Fed law clerks, you know what I'm talking about. You got to admit it, you get a little excited when you see a complaint come in and it deals with that provocative statute on steroids.
In fact I'll go so far as to say that an ERISA case is nearly as exciting as a social security appeal -- minus all the sexiness and bodice-ripping drama.
I mean, where else can you find this kind of forceful, thrilling, even daring argument:
Plaintiffs’ ERISA claims (Counts 1 through 3) must be dismissed for their failure to exhaust their administrative remedies.
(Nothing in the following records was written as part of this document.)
//! Command-line argument definitions.

use clap::{ArgAction, Args, Parser, Subcommand};
use collegium_core::CollegiumConfig;
use collegium_grid::{SortKey, SortSpec};

/// Collegium - searchable, incrementally paged college listings
#[derive(Parser, Debug)]
#[command(name = "collegium", version)]
#[command(about = "Search and browse college listings", long_about = None)]
pub struct Cli {
    /// Configuration file path
    #[arg(short, long, global = true, env = "COLLEGIUM_CONFIG")]
    pub config: Option<String>,

    /// Record source (file path or http(s) URL); overrides `data.source`
    #[arg(short, long, global = true)]
    pub source: Option<String>,

    /// Increase log verbosity (-v debug, -vv trace)
    #[arg(short, long, global = true, action = ArgAction::Count)]
    pub verbose: u8,

    /// Write logs to this file; overrides `logging.file`
    #[arg(long, global = true)]
    pub log_file: Option<String>,

    /// Command to run; the interactive grid when omitted
    #[command(subcommand)]
    pub command: Option<Command>,
}

impl Cli {
    /// Apply command-line overrides on top of the loaded configuration.
    pub fn apply_overrides(&self, config: &mut CollegiumConfig) {
        if let Some(source) = &self.source {
            config.data.source = source.clone();
        }
        if let Some(file) = &self.log_file {
            config.logging.file = Some(file.clone());
        }
    }
}

/// Top-level commands.
#[derive(Subcommand, Debug, Clone)]
pub enum Command {
    /// Browse the listing in an interactive grid (default)
    Browse,
    /// Filter the listing and print the visible window
    Search(SearchArgs),
    /// Fetch one row block the way the grid requests it
    Rows(RowsArgs),
    /// Configuration management
    Config {
        /// Config subcommand
        #[command(subcommand)]
        action: ConfigAction,
    },
}

/// Arguments for `collegium search`.
#[derive(Args, Debug, Clone, Default)]
pub struct SearchArgs {
    /// Case-insensitive substring of the college name
    pub query: Option<String>,

    /// Number of pages to reveal
    #[arg(short, long, default_value_t = 1)]
    pub pages: usize,

    /// Sort column (rank, name, fees, placement, user_review, ranking)
    #[arg(long)]
    pub sort: Option<SortKey>,

    /// Sort descending
    #[arg(long, requires = "sort")]
    pub desc: bool,

    /// Print JSON instead of a table
    #[arg(long)]
    pub json: bool,
}

impl SearchArgs {
    /// The requested sort, if any.
    pub fn sort_spec(&self) -> Option<SortSpec> {
        self.sort.map(|key| {
            if self.desc {
                SortSpec::descending(key)
            } else {
                SortSpec::ascending(key)
            }
        })
    }
}

/// Arguments for `collegium rows`.
#[derive(Args, Debug, Clone)]
pub struct RowsArgs {
    /// First row (inclusive)
    #[arg(long)]
    pub start: usize,

    /// Last row (exclusive)
    #[arg(long)]
    pub end: usize,

    /// Filter before slicing
    #[arg(short, long)]
    pub query: Option<String>,

    /// Print JSON instead of a table
    #[arg(long)]
    pub json: bool,
}

/// `collegium config` subcommands.
#[derive(Subcommand, Debug, Clone)]
pub enum ConfigAction {
    /// Show the resolved config file path
    Path,
    /// Print a value by dotted key (e.g. grid.page_size)
    Get {
        /// Dotted key
        key: String,
    },
    /// Set a value by dotted key in the config file
    Set {
        /// Dotted key
        key: String,
        /// New value
        value: String,
    },
    /// Write a default config file
    Init {
        /// Target file (defaults to the platform config path)
        #[arg(long)]
        file: Option<String>,
        /// Overwrite an existing file
        #[arg(long)]
        force: bool,
    },
    /// Print the configuration as environment variables
    Export {
        /// Format as `--env KEY=VALUE` for docker
        #[arg(long)]
        docker_env: bool,
    },
}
Independently, the ERISA claims against Stiefel Laboratories, Inc. (hereinafter the “Company”) must be dismissed because the Company is not a fiduciary of the Employee Stock Bonus Plan (“ESBP”), and these Plaintiffs (none of whom “diversified” their ESBP account holdings) lack standing to assert Count 3, which is based upon an alleged prohibited transaction under ERISA in connection with the ESBP diversification opportunity in February 2009.If that doesn't make you stand up and proclaim YES I AM A LAWYER DAMMIT! I don't know what does.
(BTW, that's Dandy Dave Coulson on the brief, and he actually does a good job with it and the 10b-5 claims as well).